→ **TASK DATA**:

use std::collections::HashSet;

use crate::{Field, FieldName, IndicatorId, SurveyError};

/// A rule that spans more than one input or needs more than emptiness checks.
///
/// Rules belong to the step that owns them and only run when that step is
/// validated.
#[derive(Debug, Clone, PartialEq)]
pub enum StepRule {
    /// A checkbox group must have at least one checked member.
    AtLeastOne(GroupRule),

    /// A numeric input must parse as an integer within a closed interval.
    Range(RangeRule),
}

impl StepRule {
    /// The indicator this rule shows and hides.
    pub fn indicator(&self) -> &IndicatorId {
        match self {
            Self::AtLeastOne(rule) => &rule.indicator,
            Self::Range(rule) => &rule.indicator,
        }
    }

    /// The field this rule inspects.
    pub fn field(&self) -> &FieldName {
        match self {
            Self::AtLeastOne(rule) => &rule.group,
            Self::Range(rule) => &rule.field,
        }
    }
}

/// "Select at least one" rule for a checkbox group.
#[derive(Debug, Clone, PartialEq)]
pub struct GroupRule {
    pub group: FieldName,
    pub indicator: IndicatorId,
}

impl GroupRule {
    pub fn new(group: impl Into<FieldName>, indicator: impl Into<IndicatorId>) -> Self {
        Self {
            group: group.into(),
            indicator: indicator.into(),
        }
    }
}

/// Bounded integer rule, e.g. a 1-5 rating typed into a number input.
#[derive(Debug, Clone, PartialEq)]
pub struct RangeRule {
    pub field: FieldName,
    pub min: i64,
    pub max: i64,
    pub indicator: IndicatorId,
}

impl RangeRule {
    pub fn new(
        field: impl Into<FieldName>,
        min: i64,
        max: i64,
        indicator: impl Into<IndicatorId>,
    ) -> Self {
        Self {
            field: field.into(),
            min,
            max,
            indicator: indicator.into(),
        }
    }
}

/// A free-text input that is only shown and required while a particular
/// checkbox is checked (e.g. "Other platform name" behind "Others").
#[derive(Debug, Clone, PartialEq)]
pub struct ConditionalField {
    /// The checkbox group holding the trigger.
    pub trigger_group: FieldName,

    /// The option value of the trigger checkbox.
    pub trigger_value: String,

    /// The dependent input.
    pub dependent: FieldName,
}

impl ConditionalField {
    pub fn new(
        trigger_group: impl Into<FieldName>,
        trigger_value: impl Into<String>,
        dependent: impl Into<FieldName>,
    ) -> Self {
        Self {
            trigger_group: trigger_group.into(),
            trigger_value: trigger_value.into(),
            dependent: dependent.into(),
        }
    }
}

/// One sequential section of the form.
#[derive(Debug, Clone, PartialEq)]
pub struct Step {
    /// Section heading.
    pub title: String,

    /// The inputs of this section, in display order.
    pub fields: Vec<Field>,

    /// Group and range rules owned by this section.
    pub rules: Vec<StepRule>,
}

impl Step {
    /// Create a step with the given fields and no rules.
    pub fn new(title: impl Into<String>, fields: Vec<Field>) -> Self {
        Self {
            title: title.into(),
            fields,
            rules: Vec::new(),
        }
    }

    /// Add a rule to this step.
    pub fn with_rule(mut self, rule: StepRule) -> Self {
        self.rules.push(rule);
        self
    }

    /// Look up a field of this step by name.
    pub fn field(&self, name: &FieldName) -> Option<&Field> {
        self.fields.iter().find(|f| f.name() == name)
    }

    /// The range rule that inspects `name`, if this step has one.
    pub fn range_rule(&self, name: &FieldName) -> Option<&RangeRule> {
        self.rules.iter().find_map(|rule| match rule {
            StepRule::Range(range) if &range.field == name => Some(range),
            _ => None,
        })
    }
}

/// The full survey: an ordered, fixed list of steps.
///
/// The step list is fixed once the wizard is built.
#[derive(Debug, Clone)]
pub struct SurveyDefinition {
    /// Title shown on the intro page.
    pub title: String,

    /// The steps, in order.
    steps: Vec<Step>,

    /// Inputs whose visibility and requiredness follow a checkbox.
    conditionals: Vec<ConditionalField>,
}

impl SurveyDefinition {
    /// Create a new survey definition with the given steps.
    pub fn new(title: impl Into<String>, steps: Vec<Step>) -> Self {
        Self {
            title: title.into(),
            steps,
            conditionals: Vec::new(),
        }
    }

    /// Register a conditional field.
    pub fn with_conditional(mut self, conditional: ConditionalField) -> Self {
        self.conditionals.push(conditional);
        self
    }

    /// Get the steps.
    pub fn steps(&self) -> &[Step] {
        &self.steps
    }

    /// Get a step by index.
    pub fn step(&self, index: usize) -> Option<&Step> {
        self.steps.get(index)
    }

    /// Get the number of steps.
    pub fn len(&self) -> usize {
        self.steps.len()
    }

    /// Check if the survey has no steps.
    pub fn is_empty(&self) -> bool {
        self.steps.is_empty()
    }

    /// Get the conditional fields.
    pub fn conditionals(&self) -> &[ConditionalField] {
        &self.conditionals
    }

    /// Iterate over every field of every step, in document order.
    pub fn fields(&self) -> impl Iterator<Item = &Field> {
        self.steps.iter().flat_map(|step| step.fields.iter())
    }

    /// Look up a field by name.
    pub fn field(&self, name: &FieldName) -> Option<&Field> {
        self.fields().find(|f| f.name() == name)
    }

    /// The index of the step that owns `name`.
    pub fn step_of(&self, name: &FieldName) -> Option<usize> {
        self.steps
            .iter()
            .position(|step| step.field(name).is_some())
    }

    /// Every indicator referenced by a step rule.
    pub fn indicators(&self) -> impl Iterator<Item = &IndicatorId> {
        self.steps
            .iter()
            .flat_map(|step| step.rules.iter().map(StepRule::indicator))
    }

    /// Check that the definition is internally consistent.
    ///
    /// Field names must be unique, and every rule and conditional must point at
    /// a field of the right kind.
    pub fn check(&self) -> Result<(), SurveyError> {
        if self.steps.is_empty() {
            return Err(SurveyError::EmptySurvey);
        }

        let mut seen = HashSet::new();
        for field in self.fields() {
            if !seen.insert(field.name()) {
                return Err(SurveyError::DuplicateField(field.name().clone()));
            }
        }

        for (index, step) in self.steps.iter().enumerate() {
            for rule in &step.rules {
                let Some(field) = step.field(rule.field()) else {
                    return Err(SurveyError::UnknownField(rule.field().clone()));
                };
                let kind_fits = match rule {
                    StepRule::AtLeastOne(_) => matches!(field.kind(), crate::FieldKind::AnyOf(_)),
                    StepRule::Range(range) => field.kind().is_text() && range.min <= range.max,
                };
                if !kind_fits {
                    return Err(SurveyError::RuleMismatch {
                        step: index,
                        field: field.name().clone(),
                    });
                }
            }
        }

        for conditional in &self.conditionals {
            let trigger = self
                .field(&conditional.trigger_group)
                .ok_or_else(|| SurveyError::UnknownField(conditional.trigger_group.clone()))?;
            if !trigger
                .kind()
                .options()
                .iter()
                .any(|o| o == &conditional.trigger_value)
            {
                return Err(SurveyError::UnknownOption {
                    field: conditional.trigger_group.clone(),
                    option: conditional.trigger_value.clone(),
                });
            }
            let dependent = self
                .field(&conditional.dependent)
                .ok_or_else(|| SurveyError::UnknownField(conditional.dependent.clone()))?;
            if !dependent.kind().is_text() {
                return Err(SurveyError::UnknownField(conditional.dependent.clone()));
            }
        }

        Ok(())
    }
}

#[cfg(test)]
mod tests {
    use super::*;
    use crate::{AnyOfField, FieldKind};

    fn platforms() -> Step {
        Step::new(
            "Usage",
            vec![
                Field::required(
                    "platforms_used",
                    "Platforms",
                    FieldKind::AnyOf(AnyOfField::new(["Zepto", "Others"])),
                ),
                Field::optional("other_platform_name", "Other", FieldKind::Input),
            ],
        )
        .with_rule(StepRule::AtLeastOne(GroupRule::new(
            "platforms_used",
            "platforms_error",
        )))
    }

    #[test]
    fn lookup_across_steps() {
        let survey = SurveyDefinition::new(
            "Test",
            vec![
                Step::new("About", vec![Field::required("full_name", "Name", FieldKind::Input)]),
                platforms(),
            ],
        );

        assert_eq!(survey.len(), 2);
        assert_eq!(survey.step_of(&"other_platform_name".into()), Some(1));
        assert!(survey.field(&"missing".into()).is_none());
        assert_eq!(survey.indicators().count(), 1);
        assert!(survey.check().is_ok());
    }

    #[test]
    fn empty_survey_is_rejected() {
        let survey = SurveyDefinition::new("Empty", vec![]);
        assert!(matches!(survey.check(), Err(SurveyError::EmptySurvey)));
    }

    #[test]
    fn duplicate_fields_are_rejected() {
        let survey = SurveyDefinition::new(
            "Dup",
            vec![
                Step::new("A", vec![Field::required("email", "Email", FieldKind::Email)]),
                Step::new("B", vec![Field::required("email", "Email", FieldKind::Email)]),
            ],
        );
        assert!(matches!(survey.check(), Err(SurveyError::DuplicateField(_))));
    }

    #[test]
    fn rule_kind_is_checked() {
        let survey = SurveyDefinition::new(
            "Bad",
            vec![
                Step::new("A", vec![Field::required("full_name", "Name", FieldKind::Input)])
                    .with_rule(StepRule::AtLeastOne(GroupRule::new("full_name", "err"))),
            ],
        );
        assert!(matches!(
            survey.check(),
            Err(SurveyError::RuleMismatch { step: 0, .. })
        ));
    }

    #[test]
    fn conditional_trigger_must_be_an_option() {
        let survey = SurveyDefinition::new("Cond", vec![platforms()]).with_conditional(
            ConditionalField::new("platforms_used", "Elsewhere", "other_platform_name"),
        );
        assert!(matches!(
            survey.check(),
            Err(SurveyError::UnknownOption { .. })
        ));
    }
}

→ **PROBLEM DETAILS**: Each line from the start of the listing through the line with "pub enum StepRule" is to be restated verbatim, both ends included.

→ **EXERCISE OUTPUT**:
use std::collections::HashSet;

use crate::{Field, FieldName, IndicatorId, SurveyError};

/// A rule that spans more than one input or needs more than emptiness checks.
///
/// Rules belong to the step that owns them and only run when that step is
/// validated.
#[derive(Debug, Clone, PartialEq)]
pub enum StepRule {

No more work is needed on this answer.